SECURITIES AND EXCHANGE COMMISSION

WASHINGTON, DC 20549

______________

FORM 8-K

CURRENT REPORT

Pursuant to Section 13 or 15 (d) of the

Securities Exchange Act of 1934

Date of Report (Date of earliest event

reported): December 14, 2009

 

National Quality Care, Inc.

 

(Exact Name of Registrant as Specified in Charter)

Delaware

(State or Other

Jurisdiction of

Incorporation)

000-19031

(Commission

File Number)

84-1215959

(I.R.S. Employer

Identification No.)

 

2341 Hill Drive

 

 

Los Angeles, California

 

90041

(Address of Principal Executive Offices)

 

(Zip Code)

 

Registrant's telephone number, including area code:

(323) 254-2014

 

 

Check the appropriate box below if the Form 8-K filing is intended to simultaneously satisfy the filing obligation of the registrant under any of the following provisions (see General Instruction A.2. below):

o Written communications pursuant to Rule 425 under the Securities Act (17 CFR 230.425)

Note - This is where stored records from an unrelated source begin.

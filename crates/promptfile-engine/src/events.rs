//! Execution events and notifiers for observability.
//!
//! Events are emitted during flow invocations and task lifecycle changes so
//! consumers can observe progress, stream to UIs, etc. The core never
//! persists or formats them, only emits.

use serde::Serialize;
use serde_json::Value;
use tokio::sync::mpsc;

/// Events emitted by the pipeline, catalog and task manager. Every
/// invocation-scoped event carries the invocation's correlation id.
#[derive(Debug, Clone, Serialize)]
pub enum ExecutionEvent {
  /// A flow invocation has started.
  RequestStarted {
    request_id: String,
    flow: String,
    timestamp_ms: u64,
  },

  /// One declared source was fetched.
  SourceFetched {
    request_id: String,
    flow: String,
    provider: String,
    property: String,
    timestamp_ms: u64,
  },

  /// One result action was executed.
  ActionExecuted {
    request_id: String,
    flow: String,
    provider: String,
    property: String,
    timestamp_ms: u64,
  },

  /// The invocation completed and produced output.
  RequestCompleted {
    request_id: String,
    flow: String,
    timestamp_ms: u64,
  },

  /// The invocation failed.
  RequestFailed {
    request_id: String,
    flow: String,
    error: String,
    timestamp_ms: u64,
  },

  /// A trigger-bearing flow was compiled into a task.
  TaskCreated {
    route: String,
    provider: String,
    timestamp_ms: u64,
  },

  /// A task's schedule was started.
  TaskStarted { route: String, timestamp_ms: u64 },

  /// A tick completed, carrying the generated output.
  TaskCompleted {
    request_id: String,
    route: String,
    output: Value,
    timestamp_ms: u64,
  },

  /// A task's schedule was stopped.
  TaskStopped { route: String, timestamp_ms: u64 },

  /// A tick failed. The schedule continues on its next tick.
  TaskError {
    request_id: String,
    route: String,
    error: String,
    timestamp_ms: u64,
  },

  /// All tasks were stopped and cleared.
  TaskCleanup { timestamp_ms: u64 },
}

/// Trait for receiving execution events. The core calls `notify` for each
/// event; implementations decide what to do with them.
pub trait EventNotifier: Send + Sync {
  fn notify(&self, event: ExecutionEvent);
}

/// A no-op notifier that discards all events.
#[derive(Debug, Clone, Default)]
pub struct NoopNotifier;

impl EventNotifier for NoopNotifier {
  fn notify(&self, _event: ExecutionEvent) {
    // Intentionally empty
  }
}

/// A notifier that sends events to an unbounded channel.
///
/// Unbounded so a slow consumer never blocks the pipeline; event volume is a
/// handful per invocation.
#[derive(Debug, Clone)]
pub struct ChannelNotifier {
  sender: mpsc::UnboundedSender<ExecutionEvent>,
}

impl ChannelNotifier {
  pub fn new(sender: mpsc::UnboundedSender<ExecutionEvent>) -> Self {
    Self { sender }
  }
}

impl EventNotifier for ChannelNotifier {
  fn notify(&self, event: ExecutionEvent) {
    // Ignore send errors - the receiver may have been dropped.
    let _ = self.sender.send(event);
  }
}

/// Current unix time in milliseconds, for event timestamps.
pub fn unix_millis() -> u64 {
  use std::time::{SystemTime, UNIX_EPOCH};
  SystemTime::now()
    .duration_since(UNIX_EPOCH)
    .map(|d| d.as_millis() as u64)
    .unwrap_or(0)
}
//! Read-only route lookup over a compiled catalog.

use std::collections::BTreeMap;
use std::sync::Arc;

use promptfile_config::{ParamValue, RequestContext};
use tracing::debug;

use crate::catalog::Route;
use crate::error::RouteError;
use crate::matcher::RouteSyntax;

/// Serves inbound paths against the compiled route set. Matching tries every
/// bracket-style (and static) template first, then every colon-style
/// template; within each pass the first match in registration order wins.
pub struct RouteManager {
  routes: Vec<Arc<Route>>,
}

impl RouteManager {
  pub fn new(routes: Vec<Arc<Route>>) -> Self {
    Self { routes }
  }

  /// All compiled routes, in registration order.
  pub fn all(&self) -> &[Arc<Route>] {
    &self.routes
  }

  /// Exact template lookup, accepting either surface form.
  pub fn single(&self, template: &str) -> Option<Arc<Route>> {
    self
      .routes
      .iter()
      .find(|route| route.address.bracket == template || route.address.colon == template)
      .cloned()
  }

  /// Match a concrete path, extracting parameters. Mixed-syntax templates
  /// never compile, so every stored route participates.
  pub fn match_path(
    &self,
    path: &str,
  ) -> Option<(Arc<Route>, BTreeMap<String, ParamValue>)> {
    let passes = [
      [RouteSyntax::Bracket, RouteSyntax::Static].as_slice(),
      [RouteSyntax::Colon].as_slice(),
    ];
    for pass in passes {
      for route in &self.routes {
        if !pass.contains(&route.matcher.syntax()) {
          continue;
        }
        if let Some(params) = route.matcher.match_path(path) {
          debug!(path, route = %route.address.bracket, "matched route");
          return Some((route.clone(), params));
        }
      }
    }
    None
  }

  /// Resolve a raw url to its route and a request context with route
  /// extractions merged into `params`.
  pub fn resolve(&self, url: &str) -> Result<(Arc<Route>, RequestContext), RouteError> {
    let request = RequestContext::from_url(url)?;
    self.resolve_request(request)
  }

  /// As [`resolve`](Self::resolve), for an already-built context.
  pub fn resolve_request(
    &self,
    mut request: RequestContext,
  ) -> Result<(Arc<Route>, RequestContext), RouteError> {
    let path = request.path();
    let (route, params) = self
      .match_path(&path)
      .ok_or(RouteError::NotFound { path })?;
    request.merge_params(params);
    Ok((route, request))
  }
}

o Soliciting material pursuant to Rule 14a-12 under the Exchange Act (17 CFR 240.14a-12)

o Pre-commencement communications pursuant to Rule 14d-2(b) under the Exchange Act (17 CFR 240.14d-2(b))

o Pre-commencement communications pursuant to Rule 13e-4(c) under the Exchange Act (17 CFR 240.13e-4(c))




Item 1.01  Entry into a Material Definitive Agreement

On December 14, 2009, National Quality Care, Inc., a Delaware corporation (the “Company”), entered into an Asset Purchase Agreement (the “Agreement”) by and among Xcorporeal, Inc., a Delaware corporation (“Xcorporeal”), Xcorporeal Operations, Inc., a Delaware corporation and  a wholly owned subsidiary of Xcorporeal (“Operations” and, together with Xcorporeal, the “Xcorp Parties”), and Fresenius USA, Inc., a Massachusetts corporation and a wholly owned subsidiary of Fresenius Medical Care Holdings, Inc. (“Fresenius”), pursuant to which the Company and the Xcorp Parties will sell, assign and deliver to Fresenius all of their respective interests in and relating to: (i) the designs for portable hemodialysis devices (“PAK technology”); (ii) the designs for continuous renal replacement therapy devices; (iii) the designs for wearable hemodialysis devices (the “HD WAK technology”); (iv) the designs for wearable ultrafiltration devices (“WUD technology”); (v) the designs for wearable continuous renal replacement therapy devices; and (vi) the development of the supersorbent technology (subject to the option described below).  The foregoing technology to be acquired by Fresenius constitutes substantially all of the assets of the Company.  Fresenius will assume no previously existing liabilities of the Company.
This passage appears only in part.